*Your task*.
When scanning the data, count every line with "struct" in it, and report only the resulting number.

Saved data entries
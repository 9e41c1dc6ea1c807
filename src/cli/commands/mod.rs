mod seed;
mod summary;

pub use seed::cmd_seed;
pub use summary::cmd_summary;
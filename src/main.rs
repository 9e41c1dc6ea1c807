use salesboard::{Config, run};

fn main() -> anyhow::Result<()> {
    dotenvy::dotenv().ok();

    let config = Config::load()?;
    let worker_threads = config.general.worker_threads;

    let mut builder = tokio::runtime::Builder::new_multi_thread();
    builder.enable_all();

    if worker_threads > 0 {
        builder.worker_threads(worker_threads);
    }

    let runtime = builder.build()?;
    runtime.block_on(run(config))
}
use chrono::{DateTime, Utc};
use serde::{Deserialize, Serialize};

use crate::entities::sale_records;

/// A product/sale record as it appears in the seed feed and in API responses.
///
/// `sold` defaults to `false` when the feed omits it. `dateOfSale` accepts any
/// RFC 3339 offset and is normalized to UTC.
#[derive(Debug, Clone, PartialEq, Serialize, Deserialize)]
#[serde(rename_all = "camelCase")]
pub struct SaleRecord {
    pub id: i64,
    pub title: String,
    pub price: f64,
    pub description: String,
    pub category: String,
    pub image: String,
    #[serde(default)]
    pub sold: bool,
    #[serde(default, skip_serializing_if = "Option::is_none")]
    pub date_of_sale: Option<DateTime<Utc>>,
}

impl From<sale_records::Model> for SaleRecord {
    fn from(model: sale_records::Model) -> Self {
        Self {
            id: model.id,
            title: model.title,
            price: model.price,
            description: model.description,
            category: model.category,
            image: model.image,
            sold: model.sold,
            date_of_sale: model.date_of_sale,
        }
    }
}
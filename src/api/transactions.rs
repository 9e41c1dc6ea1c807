//! Transaction listing endpoint.

use axum::{
    Json,
    extract::{Query, State},
};
use serde::Deserialize;
use std::sync::Arc;

use crate::api::validation::{
    validate_optional_month_selection, validate_page, validate_per_page,
};
use crate::api::{ApiError, AppState};
use crate::services::{ListQuery, TransactionError, TransactionPage};

/// Raw query string; parsed by the validators so malformed values produce
/// the usual error envelope.
#[derive(Debug, Default, Deserialize)]
pub struct TransactionsQuery {
    pub search: Option<String>,
    pub page: Option<String>,
    #[serde(rename = "perPage")]
    pub per_page: Option<String>,
    pub month: Option<String>,
    pub year: Option<String>,
}

impl From<TransactionError> for ApiError {
    fn from(err: TransactionError) -> Self {
        match err {
            TransactionError::Validation(msg) => Self::validation(msg),
            TransactionError::Database(msg) => Self::database(msg),
        }
    }
}

/// `GET /transactions?search=&page=&perPage=&month=&year=`
pub async fn list_transactions(
    State(state): State<Arc<AppState>>,
    Query(query): Query<TransactionsQuery>,
) -> Result<Json<TransactionPage>, ApiError> {
    let list_query = ListQuery {
        search: query.search.unwrap_or_default(),
        page: validate_page(query.page.as_deref())?,
        per_page: validate_per_page(query.per_page.as_deref())?,
        month: validate_optional_month_selection(query.month.as_deref(), query.year.as_deref())?,
    };

    let page = state
        .transaction_service()
        .list_transactions(list_query)
        .await?;

    Ok(Json(page))
}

*The answer*.
2